- Dataset records:
▼▼▼
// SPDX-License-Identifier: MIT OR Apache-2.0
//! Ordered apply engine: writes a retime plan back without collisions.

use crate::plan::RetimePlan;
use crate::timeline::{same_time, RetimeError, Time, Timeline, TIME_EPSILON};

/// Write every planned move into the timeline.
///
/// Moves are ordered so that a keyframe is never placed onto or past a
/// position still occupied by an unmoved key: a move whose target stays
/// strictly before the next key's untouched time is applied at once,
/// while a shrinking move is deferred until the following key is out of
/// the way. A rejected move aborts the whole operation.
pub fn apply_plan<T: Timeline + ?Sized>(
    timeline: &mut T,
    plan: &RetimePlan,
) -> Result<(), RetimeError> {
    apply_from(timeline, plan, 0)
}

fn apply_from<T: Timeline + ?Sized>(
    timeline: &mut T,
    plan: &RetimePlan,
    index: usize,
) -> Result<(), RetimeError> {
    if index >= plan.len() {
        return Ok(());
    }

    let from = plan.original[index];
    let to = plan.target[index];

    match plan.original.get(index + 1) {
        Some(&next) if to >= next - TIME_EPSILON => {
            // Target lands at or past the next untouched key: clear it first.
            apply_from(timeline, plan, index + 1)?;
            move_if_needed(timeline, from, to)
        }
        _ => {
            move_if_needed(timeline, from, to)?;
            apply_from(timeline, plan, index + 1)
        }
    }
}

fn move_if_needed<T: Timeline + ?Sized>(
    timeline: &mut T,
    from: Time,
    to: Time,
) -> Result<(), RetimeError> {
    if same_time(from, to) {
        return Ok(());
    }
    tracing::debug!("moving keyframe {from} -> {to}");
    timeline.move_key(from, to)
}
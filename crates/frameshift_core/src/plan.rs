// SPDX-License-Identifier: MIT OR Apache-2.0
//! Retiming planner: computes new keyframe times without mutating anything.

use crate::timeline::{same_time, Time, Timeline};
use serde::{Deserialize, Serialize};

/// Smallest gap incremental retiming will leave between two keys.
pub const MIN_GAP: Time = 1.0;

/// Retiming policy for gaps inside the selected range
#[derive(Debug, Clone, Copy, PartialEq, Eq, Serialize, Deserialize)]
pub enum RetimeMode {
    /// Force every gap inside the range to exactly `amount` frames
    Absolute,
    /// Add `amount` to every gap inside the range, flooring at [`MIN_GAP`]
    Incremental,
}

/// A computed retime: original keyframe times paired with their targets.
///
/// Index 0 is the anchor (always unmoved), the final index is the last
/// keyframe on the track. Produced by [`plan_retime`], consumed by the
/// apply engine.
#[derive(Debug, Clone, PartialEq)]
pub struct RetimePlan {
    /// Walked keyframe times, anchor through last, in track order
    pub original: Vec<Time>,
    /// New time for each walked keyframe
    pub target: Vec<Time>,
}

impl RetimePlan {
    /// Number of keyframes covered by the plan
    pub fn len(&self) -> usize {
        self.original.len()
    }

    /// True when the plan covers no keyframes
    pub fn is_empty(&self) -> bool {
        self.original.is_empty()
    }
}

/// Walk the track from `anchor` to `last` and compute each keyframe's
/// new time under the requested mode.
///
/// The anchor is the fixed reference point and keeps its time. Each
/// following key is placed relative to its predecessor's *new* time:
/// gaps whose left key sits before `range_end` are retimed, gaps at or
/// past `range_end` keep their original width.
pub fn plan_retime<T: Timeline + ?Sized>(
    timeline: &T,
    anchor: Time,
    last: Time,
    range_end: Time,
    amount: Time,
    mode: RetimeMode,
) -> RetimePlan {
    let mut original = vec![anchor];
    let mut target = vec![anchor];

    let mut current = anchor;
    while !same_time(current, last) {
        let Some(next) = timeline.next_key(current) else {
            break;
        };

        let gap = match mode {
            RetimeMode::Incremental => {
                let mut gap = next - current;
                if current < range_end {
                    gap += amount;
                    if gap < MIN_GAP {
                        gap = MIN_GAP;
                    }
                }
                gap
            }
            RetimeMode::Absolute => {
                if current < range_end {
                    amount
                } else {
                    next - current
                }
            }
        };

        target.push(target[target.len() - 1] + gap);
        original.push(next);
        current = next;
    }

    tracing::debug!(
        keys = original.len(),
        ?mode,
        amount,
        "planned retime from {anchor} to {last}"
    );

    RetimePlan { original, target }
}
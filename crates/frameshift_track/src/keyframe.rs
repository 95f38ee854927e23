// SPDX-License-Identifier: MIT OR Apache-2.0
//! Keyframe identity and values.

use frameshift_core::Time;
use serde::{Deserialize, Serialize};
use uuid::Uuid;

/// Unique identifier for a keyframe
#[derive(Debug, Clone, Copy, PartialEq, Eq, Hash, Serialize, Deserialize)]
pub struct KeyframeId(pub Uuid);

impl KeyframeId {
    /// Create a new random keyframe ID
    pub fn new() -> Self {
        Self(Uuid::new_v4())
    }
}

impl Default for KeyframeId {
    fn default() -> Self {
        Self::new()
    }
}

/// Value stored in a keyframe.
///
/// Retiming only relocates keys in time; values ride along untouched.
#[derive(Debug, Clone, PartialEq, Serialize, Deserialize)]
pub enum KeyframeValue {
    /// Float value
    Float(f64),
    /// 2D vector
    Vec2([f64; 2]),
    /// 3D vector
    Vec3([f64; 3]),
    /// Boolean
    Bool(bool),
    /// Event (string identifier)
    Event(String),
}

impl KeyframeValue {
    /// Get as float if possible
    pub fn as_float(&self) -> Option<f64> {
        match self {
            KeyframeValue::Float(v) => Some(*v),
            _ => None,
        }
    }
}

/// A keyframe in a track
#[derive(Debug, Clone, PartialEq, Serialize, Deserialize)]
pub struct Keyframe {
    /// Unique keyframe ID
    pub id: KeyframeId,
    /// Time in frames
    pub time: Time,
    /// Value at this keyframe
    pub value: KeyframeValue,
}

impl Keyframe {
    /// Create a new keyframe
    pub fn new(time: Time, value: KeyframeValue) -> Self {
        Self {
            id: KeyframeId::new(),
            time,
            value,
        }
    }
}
▲▲▲
- What you need to do:
Exactly as written, please transcribe the lines from the start of the records above to the line that holds "pub fn apply_plan<T: Timeline", both ends included.

- Task answer:
// SPDX-License-Identifier: MIT OR Apache-2.0
//! Ordered apply engine: writes a retime plan back without collisions.

use crate::plan::RetimePlan;
use crate::timeline::{same_time, RetimeError, Time, Timeline, TIME_EPSILON};

/// Write every planned move into the timeline.
///
/// Moves are ordered so that a keyframe is never placed onto or past a
/// position still occupied by an unmoved key: a move whose target stays
/// strictly before the next key's untouched time is applied at once,
/// while a shrinking move is deferred until the following key is out of
/// the way. A rejected move aborts the whole operation.
pub fn apply_plan<T: Timeline + ?Sized>(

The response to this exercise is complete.